- **RECORDS FOR THE TASK**
════════════════════

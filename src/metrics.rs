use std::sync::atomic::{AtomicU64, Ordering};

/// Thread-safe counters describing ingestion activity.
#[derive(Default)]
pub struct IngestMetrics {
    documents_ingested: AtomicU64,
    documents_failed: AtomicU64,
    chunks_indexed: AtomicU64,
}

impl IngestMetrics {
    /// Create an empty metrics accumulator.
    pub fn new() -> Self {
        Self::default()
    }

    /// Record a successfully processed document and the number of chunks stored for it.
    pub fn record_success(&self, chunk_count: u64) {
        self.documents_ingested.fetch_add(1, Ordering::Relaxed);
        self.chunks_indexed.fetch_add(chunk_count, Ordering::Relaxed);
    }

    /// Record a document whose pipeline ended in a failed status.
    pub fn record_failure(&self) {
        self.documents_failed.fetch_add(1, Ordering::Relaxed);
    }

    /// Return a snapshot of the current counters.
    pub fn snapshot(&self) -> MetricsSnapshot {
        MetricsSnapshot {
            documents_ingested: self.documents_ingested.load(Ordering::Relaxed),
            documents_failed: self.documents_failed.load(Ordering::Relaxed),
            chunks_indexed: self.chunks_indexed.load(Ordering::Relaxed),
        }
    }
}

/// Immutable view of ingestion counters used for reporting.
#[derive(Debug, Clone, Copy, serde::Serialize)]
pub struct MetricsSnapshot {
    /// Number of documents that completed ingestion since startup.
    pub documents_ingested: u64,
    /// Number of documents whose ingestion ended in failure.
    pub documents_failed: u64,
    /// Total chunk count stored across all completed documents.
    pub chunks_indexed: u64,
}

════════════════════

Please show every line of the material that contains the string "struct".

pub struct IngestMetrics {
pub struct MetricsSnapshot {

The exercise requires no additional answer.